Praxisbeispiel 1: Personalentwicklung

Angenommen, ein Vertriebsleiter möchte mit einem jungen Mitarbeiter, der Key-Account-Manager werden möchte, über dessen Leistung und berufliche Zukunft sprechen. Aufgrund seiner Beobachtungen ist der Vertriebsleiter jedoch überzeugt: Dem jungen Mitarbeiter fehlen noch die erforderliche Reife und Erfahrung, um eine so verantwortungsvolle Position zu übernehmen. Er weiß aber auch: Wenn ich versuche, mit bestimmten Verhaltensweisen, die ich beobachtet habe, oder rein anhand der Vertriebszahlen dies zu begründen, endet das Gespräch im Chaos.

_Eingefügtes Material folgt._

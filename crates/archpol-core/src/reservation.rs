//! Reservation method packed into a single integer stored on a copy.
//!
//! Bit layout: the attribute class lives in the low nibble (`0x0F`), the
//! reserve-by-filesystem flag is `0x10` and the reserve-by-set flag is
//! `0x20`. Negative codes are the archiver's "unset" marker and decode to no
//! reservation.

use std::fmt::{self, Display, Formatter};

use serde::{Deserialize, Serialize};

/// Mask covering the attribute class bits.
pub const ATTRIBUTE_MASK: i32 = 0x0F;
/// Reserve by directory.
pub const ATTRIBUTE_DIRECTORY: u8 = 0x01;
/// Reserve by user.
pub const ATTRIBUTE_USER: u8 = 0x02;
/// Reserve by group.
pub const ATTRIBUTE_GROUP: u8 = 0x04;
/// Reserve by filesystem flag.
pub const RESERVE_FS: i32 = 0x10;
/// Reserve by volume set flag.
pub const RESERVE_SET: i32 = 0x20;

/// Decoded reservation method.
#[derive(Debug, Clone, Copy, Default, PartialEq, Eq, Hash, Serialize, Deserialize)]
pub struct ReservationMethod {
    attribute: u8,
    reserve_set: bool,
    reserve_fs: bool,
}

impl ReservationMethod {
    /// No reservation at all.
    pub const NONE: Self = Self {
        attribute: 0,
        reserve_set: false,
        reserve_fs: false,
    };

    /// Assemble a method from its components; the attribute is masked to
    /// the attribute bits.
    #[must_use]
    pub const fn new(attribute: u8, reserve_set: bool, reserve_fs: bool) -> Self {
        Self {
            attribute: attribute & (ATTRIBUTE_MASK as u8),
            reserve_set,
            reserve_fs,
        }
    }

    /// Restricted form used when adding a single copy to an existing policy:
    /// either reserve by volume set or nothing.
    #[must_use]
    pub const fn from_set_toggle(reserve_set: bool) -> Self {
        Self::new(0, reserve_set, false)
    }

    /// Unpack a stored code.
    #[must_use]
    pub const fn decode(code: i32) -> Self {
        if code < 0 {
            return Self::NONE;
        }
        Self {
            attribute: (code & ATTRIBUTE_MASK) as u8,
            reserve_set: code & RESERVE_SET != 0,
            reserve_fs: code & RESERVE_FS != 0,
        }
    }

    /// Pack into a stored code.
    #[must_use]
    pub const fn encode(&self) -> i32 {
        let mut code = self.attribute as i32 & ATTRIBUTE_MASK;
        if self.reserve_set {
            code |= RESERVE_SET;
        }
        if self.reserve_fs {
            code |= RESERVE_FS;
        }
        code
    }

    /// Raw attribute code; 0 means no attribute.
    #[must_use]
    pub const fn attribute(&self) -> u8 {
        self.attribute
    }

    /// Attribute choice for display; `None` is the distinguished "none" option.
    #[must_use]
    pub const fn attribute_choice(&self) -> Option<u8> {
        if self.attribute == 0 {
            None
        } else {
            Some(self.attribute)
        }
    }

    /// Whether reserve-by-volume-set is enabled.
    #[must_use]
    pub const fn reserve_set(&self) -> bool {
        self.reserve_set
    }

    /// Whether reserve-by-filesystem is enabled.
    #[must_use]
    pub const fn reserve_fs(&self) -> bool {
        self.reserve_fs
    }

    /// True when nothing is reserved.
    #[must_use]
    pub const fn is_none(&self) -> bool {
        self.attribute == 0 && !self.reserve_set && !self.reserve_fs
    }
}

impl Display for ReservationMethod {
    fn fmt(&self, f: &mut Formatter<'_>) -> fmt::Result {
        if self.is_none() {
            return f.write_str("none");
        }
        let mut parts = Vec::new();
        match self.attribute_choice() {
            None => {}
            Some(ATTRIBUTE_DIRECTORY) => parts.push("directory".to_string()),
            Some(ATTRIBUTE_USER) => parts.push("user".to_string()),
            Some(ATTRIBUTE_GROUP) => parts.push("group".to_string()),
            Some(other) => parts.push(format!("attribute:{other}")),
        }
        if self.reserve_set {
            parts.push("set".to_string());
        }
        if self.reserve_fs {
            parts.push("fs".to_string());
        }
        f.write_str(&parts.join(","))
    }
}

#[cfg(test)]
mod tests {
    use super::*;

    #[test]
    fn zero_and_negative_codes_are_none() {
        assert!(ReservationMethod::decode(0).is_none());
        assert!(ReservationMethod::decode(-1).is_none());
        assert_eq!(ReservationMethod::decode(-1).to_string(), "none");
    }

    #[test]
    fn components_decode_independently() {
        let method = ReservationMethod::decode(RESERVE_SET | i32::from(ATTRIBUTE_USER));
        assert_eq!(method.attribute_choice(), Some(ATTRIBUTE_USER));
        assert!(method.reserve_set());
        assert!(!method.reserve_fs());
        assert_eq!(method.to_string(), "user,set");
    }

    #[test]
    fn flags_without_attribute_render_none_choice() {
        let method = ReservationMethod::new(0, true, true);
        assert_eq!(method.attribute_choice(), None);
        assert!(!method.is_none());
        assert_eq!(method.to_string(), "set,fs");
    }

    #[test]
    fn attribute_is_masked_on_construction() {
        let method = ReservationMethod::new(0xF2, false, true);
        assert_eq!(method.attribute(), 0x02);
        assert_eq!(method.encode(), 0x12);
    }

    #[test]
    fn set_toggle_is_set_or_nothing() {
        assert_eq!(ReservationMethod::from_set_toggle(true).encode(), RESERVE_SET);
        assert!(ReservationMethod::from_set_toggle(false).is_none());
    }
}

Denn dann erwidert die Nachwuchskraft sofort: „Ja, aber …“. „Und außerdem kennen Sie meine Kunden nicht.“ Das heißt, sie rechtfertigt sich und ihr Verhalten. Und eine Folge des Gesprächs wird vermutlich sein: Die Nachwuchskraft ist sauer, weil sie sich schlecht beurteilt fühlt.

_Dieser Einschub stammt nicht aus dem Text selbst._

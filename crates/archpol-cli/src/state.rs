//! Server snapshot standing in for a live archive manager, plus CLI errors.
//!
//! # Design
//! - The snapshot is a JSON document listing media types, pools, users,
//!   groups and policies (with their criteria in form-input shape).
//! - Criteria are validated once when the snapshot is indexed so duplicate
//!   checks compare normalised values.
//! - Mutations only reach disk through `SnapshotManager::save`.

use std::cell::RefCell;
use std::fmt::{self, Display, Formatter};
use std::fs;
use std::path::{Path, PathBuf};

use anyhow::{Context, anyhow};
use archpol_core::{
    ArchiveManager, CriteriaInput, DuplicateCheck, EngineContext, ErrorClass, ManagerError,
    MediaType, PolicyCreationRequest, PolicyCriteria, PolicyError, VsnPool,
};
use serde::{Deserialize, Serialize};
use tracing::{debug, info};

/// Error type used throughout the CLI.
#[derive(Debug)]
pub(crate) enum CliError {
    Validation(String),
    Failure(anyhow::Error),
}

/// Convenience alias for functions returning a `CliError`.
pub(crate) type CliResult<T> = Result<T, CliError>;

impl CliError {
    pub(crate) fn validation(message: impl Into<String>) -> Self {
        Self::Validation(message.into())
    }

    pub(crate) fn failure(error: impl Into<anyhow::Error>) -> Self {
        Self::Failure(error.into())
    }

    pub(crate) const fn exit_code(&self) -> i32 {
        match self {
            Self::Validation(_) => 2,
            Self::Failure(_) => 3,
        }
    }

    pub(crate) fn display_message(&self) -> String {
        match self {
            Self::Validation(message) => message.clone(),
            Self::Failure(error) => format!("{error:#}"),
        }
    }
}

impl Display for CliError {
    fn fmt(&self, formatter: &mut Formatter<'_>) -> fmt::Result {
        formatter.write_str("cli error")
    }
}

impl std::error::Error for CliError {}

impl From<PolicyError> for CliError {
    fn from(err: PolicyError) -> Self {
        match err.class() {
            ErrorClass::FieldValidation | ErrorClass::Duplicate => {
                Self::Validation(describe_policy_error(&err))
            }
            ErrorClass::BackendFailure | ErrorClass::InternalInvariant => {
                Self::Failure(anyhow::Error::new(err))
            }
        }
    }
}

fn describe_policy_error(err: &PolicyError) -> String {
    match err {
        PolicyError::InvalidField {
            field,
            issue,
            value: Some(value),
        } => format!("{field}: {issue} ('{value}')"),
        PolicyError::InvalidField { field, issue, .. } => format!("{field}: {issue}"),
        PolicyError::DuplicatePolicyName { name } => format!("policy '{name}' already exists"),
        PolicyError::DuplicateCriteria { criteria, policy } => {
            format!("criteria duplicate {criteria} of policy '{policy}'")
        }
        PolicyError::DuplicatePoolName { name } => format!("volume pool '{name}' already exists"),
        other => other.to_string(),
    }
}

/// Engine context and server snapshot shared by command handlers.
pub(crate) struct AppContext {
    pub(crate) engine: EngineContext,
    pub(crate) manager: SnapshotManager,
    pub(crate) state_path: Option<PathBuf>,
}

impl AppContext {
    /// Write the snapshot back when one was loaded from disk.
    pub(crate) fn persist(&self) -> CliResult<()> {
        match &self.state_path {
            Some(path) => self.manager.save(path),
            None => {
                debug!("no state snapshot given; changes are not persisted");
                Ok(())
            }
        }
    }
}

/// Serialized server state.
#[derive(Debug, Clone, Default, Serialize, Deserialize)]
#[serde(default, deny_unknown_fields)]
pub(crate) struct ServerState {
    pub(crate) media_types: Vec<MediaType>,
    pub(crate) pools: Vec<VsnPool>,
    pub(crate) users: Vec<String>,
    pub(crate) groups: Vec<String>,
    pub(crate) policies: Vec<PolicyRecord>,
}

/// A policy as stored in the snapshot.
#[derive(Debug, Clone, Serialize, Deserialize)]
#[serde(deny_unknown_fields)]
pub(crate) struct PolicyRecord {
    pub(crate) name: String,
    #[serde(default)]
    pub(crate) file_systems: Vec<String>,
    #[serde(default)]
    pub(crate) criteria: Vec<CriteriaInput>,
}

struct IndexedCriteria {
    policy: String,
    label: String,
    criteria: PolicyCriteria,
    file_systems: Vec<String>,
}

/// Archive manager backed by a [`ServerState`].
pub(crate) struct SnapshotManager {
    state: RefCell<ServerState>,
    criteria: RefCell<Vec<IndexedCriteria>>,
}

impl SnapshotManager {
    pub(crate) fn new(state: ServerState) -> Self {
        Self {
            state: RefCell::new(state),
            criteria: RefCell::new(Vec::new()),
        }
    }

    /// Read a snapshot; no path means an empty server.
    pub(crate) fn load(path: Option<&Path>) -> CliResult<Self> {
        let Some(path) = path else {
            debug!("no state snapshot given; starting from an empty server");
            return Ok(Self::new(ServerState::default()));
        };
        let raw = fs::read_to_string(path)
            .with_context(|| format!("failed to read {}", path.display()))
            .map_err(CliError::failure)?;
        let state: ServerState = serde_json::from_str(&raw).map_err(|err| {
            CliError::validation(format!("{} is not a valid snapshot: {err}", path.display()))
        })?;
        info!(path = %path.display(), pools = state.pools.len(), policies = state.policies.len(), "loaded server snapshot");
        Ok(Self::new(state))
    }

    /// Validate stored criteria so later duplicate checks compare normalised
    /// values.
    pub(crate) fn index(&self, ctx: &EngineContext) -> CliResult<()> {
        let policies = self.state.borrow().policies.clone();
        let mut indexed = Vec::new();
        for policy in policies {
            for input in &policy.criteria {
                let criteria = input.validate(self, ctx).map_err(|err| {
                    CliError::validation(format!(
                        "snapshot policy '{}' has invalid criteria: {}",
                        policy.name,
                        describe_policy_error(&err)
                    ))
                })?;
                indexed.push(IndexedCriteria {
                    policy: policy.name.clone(),
                    label: format!("Criteria{}", indexed.len() + 1),
                    criteria,
                    file_systems: policy.file_systems.clone(),
                });
            }
        }
        *self.criteria.borrow_mut() = indexed;
        Ok(())
    }

    pub(crate) fn save(&self, path: &Path) -> CliResult<()> {
        let text = serde_json::to_string_pretty(&*self.state.borrow())
            .map_err(|err| CliError::failure(anyhow!("failed to encode snapshot: {err}")))?;
        fs::write(path, text)
            .with_context(|| format!("failed to write {}", path.display()))
            .map_err(CliError::failure)?;
        info!(path = %path.display(), "saved server snapshot");
        Ok(())
    }

}

impl ArchiveManager for SnapshotManager {
    fn available_media_types(&self) -> Result<Vec<MediaType>, ManagerError> {
        Ok(self.state.borrow().media_types.clone())
    }

    fn vsn_pools(&self) -> Result<Vec<VsnPool>, ManagerError> {
        Ok(self.state.borrow().pools.clone())
    }

    fn policy_names(&self) -> Result<Vec<String>, ManagerError> {
        Ok(self
            .state
            .borrow()
            .policies
            .iter()
            .map(|policy| policy.name.clone())
            .collect())
    }

    fn is_valid_user(&self, name: &str) -> Result<bool, ManagerError> {
        Ok(self.state.borrow().users.iter().any(|user| user == name))
    }

    fn is_valid_group(&self, name: &str) -> Result<bool, ManagerError> {
        Ok(self.state.borrow().groups.iter().any(|group| group == name))
    }

    fn find_duplicate_criteria(
        &self,
        criteria: &PolicyCriteria,
        file_systems: &[String],
        _is_update: bool,
    ) -> Result<DuplicateCheck, ManagerError> {
        let indexed = self.criteria.borrow();
        let conflict = indexed.iter().find(|entry| {
            entry.criteria == *criteria
                && entry.file_systems.iter().any(|fs| file_systems.contains(fs))
        });
        Ok(conflict.map_or_else(DuplicateCheck::unique, |entry| DuplicateCheck {
            duplicate: true,
            explanation: Some(entry.label.clone()),
            conflicting_policy: Some(entry.policy.clone()),
        }))
    }

    fn create_archive_policy(&self, request: &PolicyCreationRequest) -> Result<(), ManagerError> {
        let mut state = self.state.borrow_mut();
        state.policies.push(PolicyRecord {
            name: request.name().to_string(),
            file_systems: request.file_systems().to_vec(),
            criteria: vec![CriteriaInput::from(request.criteria())],
        });
        let mut indexed = self.criteria.borrow_mut();
        let label = format!("Criteria{}", indexed.len() + 1);
        indexed.push(IndexedCriteria {
            policy: request.name().to_string(),
            label,
            criteria: request.criteria().clone(),
            file_systems: request.file_systems().to_vec(),
        });
        Ok(())
    }

    fn create_vsn_pool(
        &self,
        name: &str,
        media_type: MediaType,
        expression: &str,
    ) -> Result<(), ManagerError> {
        self.state
            .borrow_mut()
            .pools
            .push(VsnPool::new(name, media_type, expression));
        Ok(())
    }
}

#[cfg(test)]
mod tests {
    use super::*;
    use archpol_config::EngineConfig;
    use archpol_core::error::{Field, FieldIssue};
    use archpol_telemetry::Metrics;
    use std::io::Write;
    use tempfile::NamedTempFile;

    type TestResult = Result<(), Box<dyn std::error::Error>>;

    const SNAPSHOT: &str = r#"{
        "media_types": [100, 202],
        "pools": [{"name": "lto_a", "media_type": 202, "members": "VOL000-VOL099"}],
        "users": ["root"],
        "groups": ["staff"],
        "policies": [
            {"name": "logs", "file_systems": ["samfs1"], "criteria": [{"starting_dir": "logs", "owner": "root"}]}
        ]
    }"#;

    fn ctx() -> Result<EngineContext, Box<dyn std::error::Error>> {
        Ok(EngineContext::new(EngineConfig::default(), Metrics::new()?))
    }

    #[test]
    fn policy_errors_map_to_exit_codes() {
        let field: CliError = PolicyError::InvalidField {
            field: Field::MinSize,
            issue: FieldIssue::MinGreaterThanMax,
            value: Some("100MB".into()),
        }
        .into();
        assert_eq!(field.exit_code(), 2);
        assert_eq!(field.display_message(), "min_size: min_greater_than_max ('100MB')");

        let backend: CliError = PolicyError::Backend {
            operation: "policy_names",
            source: ManagerError::Unavailable {
                component: "catalog".into(),
            },
        }
        .into();
        assert_eq!(backend.exit_code(), 3);
    }

    #[test]
    fn snapshot_round_trips_through_disk() -> TestResult {
        let mut file = NamedTempFile::new()?;
        file.write_all(SNAPSHOT.as_bytes())?;
        let manager = SnapshotManager::load(Some(file.path()))?;
        manager.index(&ctx()?)?;
        assert_eq!(manager.policy_names()?, vec!["logs".to_string()]);
        assert_eq!(manager.available_media_types()?, vec![MediaType::DISK, MediaType::LTO]);

        manager.create_vsn_pool("lto_b", MediaType::LTO, "VOL100-VOL199")?;
        manager.save(file.path())?;
        let reloaded = SnapshotManager::load(Some(file.path()))?;
        assert_eq!(reloaded.vsn_pools()?.len(), 2);
        Ok(())
    }

    #[test]
    fn indexed_criteria_detect_duplicates() -> TestResult {
        let ctx = ctx()?;
        let manager = SnapshotManager::new(serde_json::from_str(SNAPSHOT)?);
        manager.index(&ctx)?;
        let criteria = CriteriaInput {
            starting_dir: "logs".into(),
            owner: "root".into(),
            ..CriteriaInput::default()
        }
        .validate(&manager, &ctx)?;
        let check = manager.find_duplicate_criteria(&criteria, &["samfs1".into()], false)?;
        assert!(check.duplicate);
        assert_eq!(check.conflicting_policy.as_deref(), Some("logs"));
        assert!(
            !manager
                .find_duplicate_criteria(&criteria, &["samfs9".into()], false)?
                .duplicate
        );
        Ok(())
    }

    #[test]
    fn malformed_snapshot_is_a_validation_error() -> TestResult {
        let mut file = NamedTempFile::new()?;
        file.write_all(br#"{"pools": 3}"#)?;
        let err = SnapshotManager::load(Some(file.path())).err();
        assert!(matches!(err, Some(CliError::Validation(_))));
        Ok(())
    }
}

In solchen Situationen ist es oft hilfreich, zunächst ein Persönlichkeitsprofil zu erstellen, das die Verhaltenspräferenzen der Nachwuchskraft beschreibt und grafisch darstellt. Denn wenn ein solches Profil vorliegt, kann der Vertriebsleiter zum Beispiel fragen: „Erkennen Sie sich in dem Profil wieder?“ Der Gesprächseinstieg erfolgt also nicht über Beobachtungen des Vertriebsleiters, sondern über ein neutrales Medium. Deshalb fällt es der Nachwuchskraft auch leichter, beispielsweise zu antworten: „Ja, auch ich denke, dass es mir recht leicht fällt, eine emotionale Beziehung zu Menschen aufzubauen. Eher schwer fällt es mir hingegen, ….“ Daraufhin kann der Vertriebsleiter erwidern: „Das deckt sich mit Beobachtungen, die ich gemacht habe. Mir fiel zum Beispiel auf, dass … Und das spiegelt sich, so mein Eindruck, auch in den Vertriebszahlen wieder.“

Das Vorliegen eines DiSG-Persönlichkeitsprofils erleichtert es Führungskräften also, in Personalentwicklungsgesprächen auch Verhaltensmuster und -weisen des Mitarbeiters zu thematisieren, die ihre Wurzeln in deren Persönlichkeit haben. Dies gilt insbesondere dann, wenn die Beteiligten einen eher technischen oder kaufmännischen Background haben. Denn dann fehlt ihnen oft eine passende Terminologie, um über persönliche Schwächen so zu sprechen, dass keine emotionalen Verletzungen entstehen.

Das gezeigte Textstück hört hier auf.